For one instant Stephen could not conceal his astonishment at the sight
of this tall, dark-eyed nymph with her jet-black coronet of hair; the
next, Maggie felt herself, for the first time in her life, receiving
the tribute of a very deep blush and a very deep bow from a person
toward whom she herself was conscious of timidity.
This new experience was very agreeable to her, so agreeable that it
almost effaced her previous emotion about Philip. There was a new
brightness in her eyes, and a very becoming flush on her cheek, as she
seated herself.
“I hope you perceive what a striking likeness you drew the day before
yesterday,” said Lucy, with a pretty laugh of triumph. She enjoyed her
lover’s confusion; the advantage was usually on his side.
“This designing cousin of yours quite deceived me, Miss Tulliver,” said
Stephen, seating himself by Lucy, and stooping to play with Minny, only
looking at Maggie furtively. “She said you had light hair and blue
eyes.”
“Nay, it was you who said so,” remonstrated Lucy. “I only refrained
from destroying your confidence in your own second-sight.”
“I wish I could always err in the same way,” said Stephen, “and find
reality so much more beautiful than my preconceptions.”
“Now you have proved yourself equal to the occasion,” said Maggie, “and
said what it was incumbent on you to say under the circumstances.”

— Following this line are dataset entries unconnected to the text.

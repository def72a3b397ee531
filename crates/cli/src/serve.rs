use std::sync::Arc;

use {
    anyhow::Context,
    sheetbot_backend::{Backend, HttpBackend},
    sheetbot_config::SheetbotConfig,
    sheetbot_gateway::{GatewayState, build_app, start_server},
    sheetbot_routing::{AccessList, CommandRouter, ResourceRegistry},
    sheetbot_sessions::{MemorySessionStore, SessionStore},
    sheetbot_telegram::{
        IngressBridge, IngressSettings, RestartSignal, TelegramHandler, TelegramOutbound, bot,
    },
    tracing::{info, warn},
};

/// How the server loop ended.
#[derive(Debug, Clone, Copy, PartialEq, Eq)]
pub enum Exit {
    /// Ctrl-C / SIGTERM.
    Stopped,
    /// A user pressed the restart button.
    RestartRequested,
}

pub async fn run(config: SheetbotConfig) -> anyhow::Result<Exit> {
    #[cfg(feature = "metrics")]
    let metrics_handle = sheetbot_metrics::init_metrics(sheetbot_metrics::MetricsRecorderConfig {
        enabled: config.metrics.enabled,
        ..Default::default()
    })?;

    let access = AccessList::new(&config.access.allowlist).context("access.allowlist")?;
    let registry = ResourceRegistry::from_config(&config.resources);
    let backend: Arc<dyn Backend> = Arc::new(HttpBackend::from_config(&config.backend)?);
    let sessions: Arc<dyn SessionStore> = Arc::new(MemorySessionStore::new());
    info!(
        allowed = access.len(),
        resources = registry.keys().count(),
        "router configured"
    );

    let router = Arc::new(CommandRouter::new(access, registry, sessions, backend));
    let bot = bot::build_bot(&config.telegram.token, None)?;
    let outbound = Arc::new(TelegramOutbound::new(bot.clone(), router.menu()));
    let restart = RestartSignal::new();
    let handler = Arc::new(TelegramHandler::new(router, outbound, restart.clone()));
    let bridge = IngressBridge::new(handler, IngressSettings::from(&config.ingress));

    let webhook_path = config.telegram.resolved_webhook_path();
    match config.server.public_url.as_deref() {
        Some(public_url) => {
            let url = bot::webhook_url(public_url, &webhook_path)?;
            bot::register_webhook(&bot, url, config.telegram.webhook_secret.as_ref()).await?;
        },
        None => warn!("server.public_url not set; assuming the webhook is registered elsewhere"),
    }

    let state = GatewayState::new(bridge.clone(), webhook_path)
        .with_webhook_secret(config.telegram.webhook_secret.clone());
    #[cfg(feature = "metrics")]
    let state = state.with_metrics(metrics_handle);
    let app = build_app(Arc::new(state));

    let shutdown = {
        let restart = restart.clone();
        async move {
            tokio::select! {
                () = restart.requested() => {},
                () = shutdown_signal() => info!("shutdown signal received"),
            }
        }
    };
    start_server(&config.server.bind, config.server.port, app, shutdown).await?;
    bridge.shutdown();

    Ok(if restart.is_requested() {
        Exit::RestartRequested
    } else {
        Exit::Stopped
    })
}

async fn shutdown_signal() {
    let ctrl_c = async {
        if let Err(e) = tokio::signal::ctrl_c().await {
            warn!(error = %e, "failed to listen for ctrl-c");
            std::future::pending::<()>().await;
        }
    };

    #[cfg(unix)]
    let terminate = async {
        match tokio::signal::unix::signal(tokio::signal::unix::SignalKind::terminate()) {
            Ok(mut signal) => {
                signal.recv().await;
            },
            Err(e) => {
                warn!(error = %e, "failed to listen for SIGTERM");
                std::future::pending::<()>().await;
            },
        }
    };
    #[cfg(not(unix))]
    let terminate = std::future::pending::<()>();

    tokio::select! {
        () = ctrl_c => {},
        () = terminate => {},
    }
}
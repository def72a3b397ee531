//! Command routing for the sheet bot.
//!
//! A message flows through [`AccessList::authorize`], then a pure
//! classification step ([`classify`]) and a pure state transition
//! ([`transition`]), before [`CommandRouter`] runs the resulting action against
//! the backend and picks a [`Reply`].

pub mod access;
pub mod command;
pub mod machine;
pub mod reply;
pub mod resources;
pub mod router;

pub use {
    access::{AccessDenied, AccessList, AccessListError},
    command::{Command, classify},
    machine::{Action, ConversationState, Transition, transition},
    reply::{Outcome, Reply, ReplyMenu},
    resources::{ResourceRegistry, SelectionRequired},
    router::{CommandRouter, Inbound},
};
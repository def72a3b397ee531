//! Per-user conversation state.
//!
//! Sessions live in process memory only. Losing them on restart degrades to
//! the bot asking again, so there is no persistence layer.

pub mod session;
pub mod store;

pub use {
    session::{PendingInput, UserSession},
    store::{MemorySessionStore, SessionStore},
};
//! Metrics recorder initialization.

use {anyhow::Result, tracing::info};

/// Handle to the metrics system, providing access to exported metrics.
#[derive(Clone)]
pub struct MetricsHandle {
    #[cfg(feature = "prometheus")]
    prometheus_handle: Option<metrics_exporter_prometheus::PrometheusHandle>,
}

impl MetricsHandle {
    /// Render metrics in Prometheus text format.
    ///
    /// Returns an empty string when collection is disabled.
    #[must_use]
    pub fn render(&self) -> String {
        #[cfg(feature = "prometheus")]
        {
            self.prometheus_handle
                .as_ref()
                .map(metrics_exporter_prometheus::PrometheusHandle::render)
                .unwrap_or_default()
        }
        #[cfg(not(feature = "prometheus"))]
        {
            String::new()
        }
    }

    /// Whether a recorder is installed.
    #[must_use]
    pub fn is_enabled(&self) -> bool {
        #[cfg(feature = "prometheus")]
        {
            self.prometheus_handle.is_some()
        }
        #[cfg(not(feature = "prometheus"))]
        {
            false
        }
    }
}

/// Configuration for the metrics system.
#[derive(Debug, Clone, Default)]
pub struct MetricsRecorderConfig {
    /// Whether metrics collection is enabled
    pub enabled: bool,
    /// Global labels to add to all metrics
    pub global_labels: Vec<(String, String)>,
}

/// Initialize the metrics system.
///
/// Call once at startup. Without the `prometheus` feature, or with collection
/// disabled, no recorder is installed and the facade macros are no-ops.
///
/// # Errors
///
/// Returns an error if the Prometheus recorder cannot be installed.
pub fn init_metrics(config: MetricsRecorderConfig) -> Result<MetricsHandle> {
    if !config.enabled {
        info!("metrics collection is disabled");
        return Ok(MetricsHandle {
            #[cfg(feature = "prometheus")]
            prometheus_handle: None,
        });
    }

    #[cfg(feature = "prometheus")]
    {
        let handle = init_prometheus(config)?;
        info!("prometheus metrics recorder installed");
        Ok(MetricsHandle {
            prometheus_handle: Some(handle),
        })
    }

    #[cfg(not(feature = "prometheus"))]
    {
        let _ = config;
        info!("metrics feature not enabled at compile time");
        Ok(MetricsHandle {})
    }
}

#[cfg(feature = "prometheus")]
fn init_prometheus(
    config: MetricsRecorderConfig,
) -> Result<metrics_exporter_prometheus::PrometheusHandle> {
    use metrics_exporter_prometheus::{Matcher, PrometheusBuilder};

    let mut builder = PrometheusBuilder::new().set_buckets_for_metric(
        Matcher::Full(crate::backend::CALL_DURATION_SECONDS.to_string()),
        crate::buckets::BACKEND_DURATION,
    )?;

    for (key, value) in config.global_labels {
        builder = builder.add_global_label(key, value);
    }

    // install_recorder() registers globally and hands back a render handle
    // without spawning an HTTP listener of its own.
    Ok(builder.install_recorder()?)
}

She flashed a slightly defiant look at him; it was clear to her that he
had been drawing a satirical portrait of her beforehand. Lucy had said
he was inclined to be satirical, and Maggie had mentally supplied the
addition, “and rather conceited.”
“An alarming amount of devil there,” was Stephen’s first thought. The
second, when she had bent over her work, was, “I wish she would look at
me again.” The next was to answer,—
“I suppose all phrases of mere compliment have their turn to be true. A
man is occasionally grateful when he says ‘Thank you.’ It’s rather hard
upon him that he must use the same words with which all the world
declines a disagreeable invitation, don’t you think so, Miss Tulliver?”
“No,” said Maggie, looking at him with her direct glance; “if we use
common words on a great occasion, they are the more striking, because
they are felt at once to have a particular meaning, like old banners,
or everyday clothes, hung up in a sacred place.”
“Then my compliment ought to be eloquent,” said Stephen, really not
quite knowing what he said while Maggie looked at him, “seeing that the
words were so far beneath the occasion.”
“No compliment can be eloquent, except as an expression of
indifference,” said Maggie, flushing a little.
Lucy was rather alarmed; she thought Stephen and Maggie were not going
to like each other. She had always feared lest Maggie should appear too
old and clever to please that critical gentleman. “Why, dear Maggie,”
she interposed, “you have always pretended that you are too fond of
being admired; and now, I think, you are angry because some one
ventures to admire you.”
“Not at all,” said Maggie; “I like too well to feel that I am admired,
but compliments never make me feel that.”
“I will never pay you a compliment again, Miss Tulliver,” said Stephen.
“Thank you; that will be a proof of respect.”
Poor Maggie! She was so unused to society that she could take nothing
as a matter of course, and had never in her life spoken from the lips
merely, so that she must necessarily appear absurd to more experienced
ladies, from the excessive feeling she was apt to throw into very
trivial incidents. But she was even conscious herself of a little
absurdity in this instance. It was true she had a theoretic objection
to compliments, and had once said impatiently to Philip that she didn’t
see why women were to be told with a simper that they were beautiful,
any more than old men were to be told that they were venerable; still,
to be so irritated by a common practice in the case of a stranger like
Mr Stephen Guest, and to care about his having spoken slightingly of
her before he had seen her, was certainly unreasonable, and as soon as
she was silent she began to be ashamed of herself. It did not occur to
her that her irritation was due to the pleasanter emotion which
preceded it, just as when we are satisfied with a sense of glowing
warmth an innocent drop of cold water may fall upon us as a sudden
smart.
Stephen was too well bred not to seem unaware that the previous
conversation could have been felt embarrassing, and at once began to
talk of impersonal matters, asking Lucy if she knew when the bazaar was
at length to take place, so that there might be some hope of seeing her
rain the influence of her eyes on objects more grateful than those
worsted flowers that were growing under her fingers.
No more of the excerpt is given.